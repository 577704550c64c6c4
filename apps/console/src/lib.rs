//! # Depot Console Library
//!
//! Command flows of the Depot admin console. `main.rs` parses the command
//! line and hands it to [`run`]; everything else lives here so it can be
//! tested against a mock API.
//!
//! ## Module Organization
//! ```text
//! depot_console_lib/
//! ├── lib.rs          ◄─── You are here (startup & dispatch)
//! ├── cli.rs          ◄─── clap command line
//! ├── state/
//! │   ├── mod.rs      ◄─── State type exports
//! │   ├── context.rs  ◄─── AppContext (config, clients, stores)
//! │   └── store.rs    ◄─── ResourceStore<R>
//! ├── commands/
//! │   ├── mod.rs      ◄─── Screen + auth gate
//! │   ├── list.rs     ◄─── Table pages and delete
//! │   ├── form.rs     ◄─── Shared submit path
//! │   ├── state.rs    ◄─── State add/edit
//! │   ├── city.rs     ◄─── City add/edit
//! │   ├── warehouse.rs◄─── Warehouse add/edit, dependent select
//! │   └── auth.rs     ◄─── Login, register, reset, logout, home
//! ├── render.rs       ◄─── Layout, tables, forms as text
//! └── error.rs        ◄─── Console error type
//! ```

pub mod cli;
pub mod commands;
pub mod error;
pub mod render;
pub mod state;

use depot_client::DepotConfig;
use depot_core::{City, State, Warehouse};
use tracing::info;
use tracing_subscriber::EnvFilter;

use cli::{CityCommand, Cli, Command, StateCommand, WarehouseCommand};
use commands::{auth, city, list, state as state_page, warehouse, Screen};
use error::ConsoleResult;
use state::{AppContext, CatalogResource};

/// Runs one command.
///
/// ## Startup Sequence
/// ```text
/// ┌─────────────────────────────────────────────────────────────────────────┐
/// │  1. Load DepotConfig ── defaults ─► depot.toml ─► DEPOT_* env vars      │
/// │  2. Apply --api-url, then validate once                                 │
/// │  3. Build AppContext (token accessor, ApiClient, three stores)         │
/// │  4. Dispatch to a command flow                                          │
/// │  5. Return the Screen; main renders it                                  │
/// └─────────────────────────────────────────────────────────────────────────┘
/// ```
pub async fn run(cli: Cli) -> ConsoleResult<Screen> {
    let config = DepotConfig::load(cli.config.clone(), cli.api_url.as_deref())?;
    let ctx = AppContext::new(config)?;
    info!(base_url = %ctx.config().base_url(), "Running command");
    dispatch(&ctx, cli.command, cli.json).await
}

/// Routes a parsed command to its flow.
pub async fn dispatch(ctx: &AppContext, command: Command, json: bool) -> ConsoleResult<Screen> {
    match command {
        Command::Login { email, password } => auth::login(ctx, &email, &password).await,
        Command::Register { name, email, password } => auth::register(ctx, &name, &email, &password).await,
        Command::ForgotPassword { email } => auth::forgot_password(ctx, &email).await,
        Command::ResetPassword { token, password, confirm } => {
            auth::reset_password(ctx, &token, &password, &confirm).await
        }
        Command::Logout => auth::logout(ctx),
        Command::Home => auth::home(ctx),

        Command::State(StateCommand::List(args)) => list_page::<State>(ctx, &args.options(json)).await,
        Command::State(StateCommand::Show(target)) => list::record::<State>(ctx, &target.id()).await,
        Command::State(StateCommand::Add(fields)) => state_page::add(ctx, &fields.input(None)).await,
        Command::State(StateCommand::Edit { target, fields, status }) => {
            state_page::edit(ctx, &target.id(), &fields.input(status)).await
        }
        Command::State(StateCommand::Delete(target)) => {
            list::delete::<State>(ctx, &target.id(), &Default::default()).await
        }

        Command::City(CityCommand::List(args)) => list_page::<City>(ctx, &args.options(json)).await,
        Command::City(CityCommand::Show(target)) => list::record::<City>(ctx, &target.id()).await,
        Command::City(CityCommand::Add(fields)) => city::add(ctx, &fields.input(None)).await,
        Command::City(CityCommand::Edit { target, fields, status }) => {
            city::edit(ctx, &target.id(), &fields.input(status)).await
        }
        Command::City(CityCommand::Delete(target)) => {
            list::delete::<City>(ctx, &target.id(), &Default::default()).await
        }

        Command::Warehouse(WarehouseCommand::List(args)) => {
            list_page::<Warehouse>(ctx, &args.options(json)).await
        }
        Command::Warehouse(WarehouseCommand::Show(target)) => list::record::<Warehouse>(ctx, &target.id()).await,
        Command::Warehouse(WarehouseCommand::Add(fields)) => warehouse::add(ctx, &fields.input(None)).await,
        Command::Warehouse(WarehouseCommand::Edit { target, fields, status }) => {
            warehouse::edit(ctx, &target.id(), &fields.input(status)).await
        }
        Command::Warehouse(WarehouseCommand::Delete(target)) => {
            list::delete::<Warehouse>(ctx, &target.id(), &Default::default()).await
        }
        Command::Warehouse(WarehouseCommand::Cities { state }) => {
            warehouse::city_options(ctx, &state.into()).await
        }
    }
}

async fn list_page<R: CatalogResource>(ctx: &AppContext, options: &list::ListOptions) -> ConsoleResult<Screen> {
    if ctx.has_token() && !options.json {
        eprintln!("{}", render::loading_page(R::KIND));
    }
    list::show::<R>(ctx, options).await
}

/// Initializes the tracing subscriber for structured logging.
///
/// Logs go to stderr so stdout carries only the rendered screen.
///
/// ## Log Levels
/// - `RUST_LOG=debug` - Show debug messages
/// - `RUST_LOG=depot=trace` - Show trace for depot crates only
/// - Default: INFO, debug for depot crates
pub fn init_tracing() {
    let filter = EnvFilter::try_from_default_env()
        .unwrap_or_else(|_| EnvFilter::new("info,depot=debug,reqwest=warn"));

    tracing_subscriber::fmt()
        .with_env_filter(filter)
        .with_writer(std::io::stderr)
        .init();
}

__EXERCISE REQUIREMENTS__: Search the data above for "main" and copy every line where it turns up.

__WRITTEN ANSWER__:
//! Command flows of the Depot admin console. `main.rs` parses the command
/// │  5. Return the Screen; main renders it                                  │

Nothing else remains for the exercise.